Researchers are also advancing an entirely different approach that uses mesenchymal stem cells. Whereas haematopoietic stem cells are intended only to prevent infection in aHSCT, mesenchymal stem cells are thought to offer regenerative capabilities. Preclinical data suggest that mesenchymal cells secrete proteins that can protect axons, improve neuronal survival and induce repair6.

A few phase I studies have shown that these cells are safe7, and researchers are now looking for signs of efficacy in larger phase II trials.
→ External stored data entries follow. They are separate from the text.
//! Console line detectors, one strategy per software family.

use std::collections::HashMap;
use std::fmt::Debug;
use std::sync::{Arc, LazyLock};

use regex::Regex;

use crate::model::SoftwareType;

#[derive(Debug, Clone, PartialEq, Eq)]
pub enum PlayerEvent {
    Joined(String),
    Left(String),
}

/// Recognizes the "fully started" marker and player join/leave lines.
///
/// Matching is best-effort text scanning; a missed line only means a stale
/// player list or a server that stays `Starting` until the next marker.
pub trait LogMatcher: Send + Sync + Debug {
    fn is_ready(&self, line: &str) -> bool;

    fn player_event(&self, line: &str) -> Option<PlayerEvent>;
}

static VANILLA_READY: LazyLock<Regex> = LazyLock::new(|| {
    Regex::new(r#"Done \(\d+(?:[.,]\d+)?s\)! For help, type "help""#)
        .expect("valid ready regex")
});
static VANILLA_JOINED: LazyLock<Regex> = LazyLock::new(|| {
    Regex::new(r"(?:^|:\s)([^\s\[\]:<>]+) joined the game").expect("valid join regex")
});
static VANILLA_LEFT: LazyLock<Regex> = LazyLock::new(|| {
    Regex::new(r"(?:^|:\s)([^\s\[\]:<>]+) left the game").expect("valid leave regex")
});

static VELOCITY_READY: LazyLock<Regex> =
    LazyLock::new(|| Regex::new(r"Done \(\d+(?:[.,]\d+)?s\)!").expect("valid ready regex"));
static VELOCITY_CONNECTED: LazyLock<Regex> = LazyLock::new(|| {
    Regex::new(r"\[connected player\] (\S+) \([^)]*\) has connected").expect("valid join regex")
});
static VELOCITY_DISCONNECTED: LazyLock<Regex> = LazyLock::new(|| {
    Regex::new(r"\[connected player\] (\S+) \([^)]*\) has disconnected")
        .expect("valid leave regex")
});

fn capture(regex: &Regex, line: &str) -> Option<String> {
    regex
        .captures(line)
        .and_then(|caps| caps.get(1))
        .map(|m| m.as_str().to_string())
}

/// Paper and the modded loaders, which all log through the vanilla server.
#[derive(Debug, Default, Clone, Copy)]
pub struct VanillaMatcher;

impl LogMatcher for VanillaMatcher {
    fn is_ready(&self, line: &str) -> bool {
        VANILLA_READY.is_match(line)
    }

    fn player_event(&self, line: &str) -> Option<PlayerEvent> {
        if let Some(name) = capture(&VANILLA_JOINED, line) {
            return Some(PlayerEvent::Joined(name));
        }
        capture(&VANILLA_LEFT, line).map(PlayerEvent::Left)
    }
}

#[derive(Debug, Default, Clone, Copy)]
pub struct VelocityMatcher;

impl LogMatcher for VelocityMatcher {
    fn is_ready(&self, line: &str) -> bool {
        VELOCITY_READY.is_match(line)
    }

    fn player_event(&self, line: &str) -> Option<PlayerEvent> {
        if let Some(name) = capture(&VELOCITY_CONNECTED, line) {
            return Some(PlayerEvent::Joined(name));
        }
        capture(&VELOCITY_DISCONNECTED, line).map(PlayerEvent::Left)
    }
}

#[derive(Debug, Clone)]
pub struct MatcherRegistry {
    matchers: HashMap<SoftwareType, Arc<dyn LogMatcher>>,
    fallback: Arc<dyn LogMatcher>,
}

impl Default for MatcherRegistry {
    fn default() -> Self {
        let vanilla: Arc<dyn LogMatcher> = Arc::new(VanillaMatcher);
        let mut matchers = HashMap::new();
        for software in [
            SoftwareType::Paper,
            SoftwareType::Forge,
            SoftwareType::Fabric,
            SoftwareType::NeoForge,
        ] {
            matchers.insert(software, vanilla.clone());
        }
        matchers.insert(
            SoftwareType::Velocity,
            Arc::new(VelocityMatcher) as Arc<dyn LogMatcher>,
        );

        Self {
            matchers,
            fallback: vanilla,
        }
    }
}

impl MatcherRegistry {
    pub fn register(&mut self, software: SoftwareType, matcher: Arc<dyn LogMatcher>) {
        self.matchers.insert(software, matcher);
    }

    pub fn get(&self, software: SoftwareType) -> Arc<dyn LogMatcher> {
        self.matchers
            .get(&software)
            .cloned()
            .unwrap_or_else(|| self.fallback.clone())
    }
}

#[cfg(test)]
mod tests {
    use super::*;

    #[test]
    fn test_paper_ready_marker() {
        let matcher = VanillaMatcher;
        assert!(matcher.is_ready(r#"[14:02:11 INFO]: Done (4.512s)! For help, type "help""#));
        assert!(matcher.is_ready(
            r#"[14:02:11] [Server thread/INFO] [minecraft/DedicatedServer]: Done (31,07s)! For help, type "help""#
        ));
        assert!(!matcher.is_ready("[14:02:11 INFO]: Done (4.512s)!"));
        assert!(!matcher.is_ready("[14:02:01 INFO]: Preparing level \"world\""));
    }

    #[test]
    fn test_velocity_ready_marker() {
        assert!(VelocityMatcher.is_ready("[14:02:11 INFO]: Done (1.23s)!"));
        assert!(!VelocityMatcher.is_ready("[14:02:11 INFO]: Booting up Velocity 3.3.0"));
    }

    #[test]
    fn test_vanilla_player_events() {
        let matcher = VanillaMatcher;
        assert_eq!(
            matcher.player_event("[14:05:00 INFO]: Steve joined the game"),
            Some(PlayerEvent::Joined("Steve".to_string()))
        );
        assert_eq!(
            matcher.player_event(
                "[14:05:00] [Server thread/INFO] [minecraft/MinecraftServer]: Alex_99 left the game"
            ),
            Some(PlayerEvent::Left("Alex_99".to_string()))
        );
        assert_eq!(
            matcher.player_event("Notch joined the game"),
            Some(PlayerEvent::Joined("Notch".to_string()))
        );
    }

    #[test]
    fn test_chat_cannot_spoof_player_events() {
        let matcher = VanillaMatcher;
        assert_eq!(
            matcher.player_event("[14:05:00 INFO]: <Steve> Herobrine joined the game"),
            None
        );
        assert_eq!(matcher.player_event("[14:05:00 INFO]: Steve lost connection"), None);
    }

    #[test]
    fn test_velocity_player_events() {
        assert_eq!(
            VelocityMatcher.player_event(
                "[14:05:00 INFO]: [connected player] Steve (/10.0.0.4:51234) has connected"
            ),
            Some(PlayerEvent::Joined("Steve".to_string()))
        );
        assert_eq!(
            VelocityMatcher.player_event(
                "[14:09:00 INFO]: [connected player] Steve (/10.0.0.4:51234) has disconnected"
            ),
            Some(PlayerEvent::Left("Steve".to_string()))
        );
        assert_eq!(
            VelocityMatcher.player_event("[14:05:00 INFO]: Steve joined the game"),
            None
        );
    }

    #[derive(Debug)]
    struct AlwaysReady;

    impl LogMatcher for AlwaysReady {
        fn is_ready(&self, _line: &str) -> bool {
            true
        }

        fn player_event(&self, _line: &str) -> Option<PlayerEvent> {
            None
        }
    }

    #[test]
    fn test_registry_dispatches_per_family() {
        let mut registry = MatcherRegistry::default();
        let line = "[14:02:11 INFO]: Done (1.23s)!";
        assert!(registry.get(SoftwareType::Velocity).is_ready(line));
        assert!(!registry.get(SoftwareType::Paper).is_ready(line));

        registry.register(SoftwareType::Fabric, Arc::new(AlwaysReady));
        assert!(registry.get(SoftwareType::Fabric).is_ready("anything"));
        assert!(!registry.get(SoftwareType::Forge).is_ready("anything"));
    }
}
Freedman, for example, is collaborating with colleagues to enrol 40 patients with either relapsing–remitting or secondary progressive MS into a Canadian trial called MESCAMS. The results, which are expected in late 2017 or early 2018, will be pooled with data from another 120 patients who are receiving the same stem-cell treatment in other countries.

Cohen is also set to launch a phase II trial using mesenchymal stem cells in 120 patients with MS in 2017. His group is fine-tuning some technical details, such as how many mesenchymal stem cells to inject into patients, and whether the cells should be frozen before use or injected directly from culture. “These seem like pedestrian issues, but are probably very important,” he says.

Despite the huge amount of uncertainty that surrounds the experimental use of stem cells, a growing number of clinics with dubious scientific qualifications are already cashing in on the stem-cell hype. Profit-driven clinics around the world are offering experimental treatments — that may or may not actually include stem cells — to any patients with MS who will pay. “It's a big issue,” says Cohen. “It's hard to know what's actually going on in these clinics.”

People who are thinking about this really need to talk to their physicians.

Molson empathizes with desperate people who turn to these clinics through frustration with the slow pace of scientific progress. “I was willing to die to get better. I was in their shoes,” she says. But even she did not properly appreciate the full risks of a legitimate treatment — in a regulated trial, where she knew exactly what she was getting — until it was too late. “People who are thinking about doing this need to talk to their physicians,” she says.

Stem cells may finally be starting to live up to their potential in treating MS — but they are still not ready for prime time.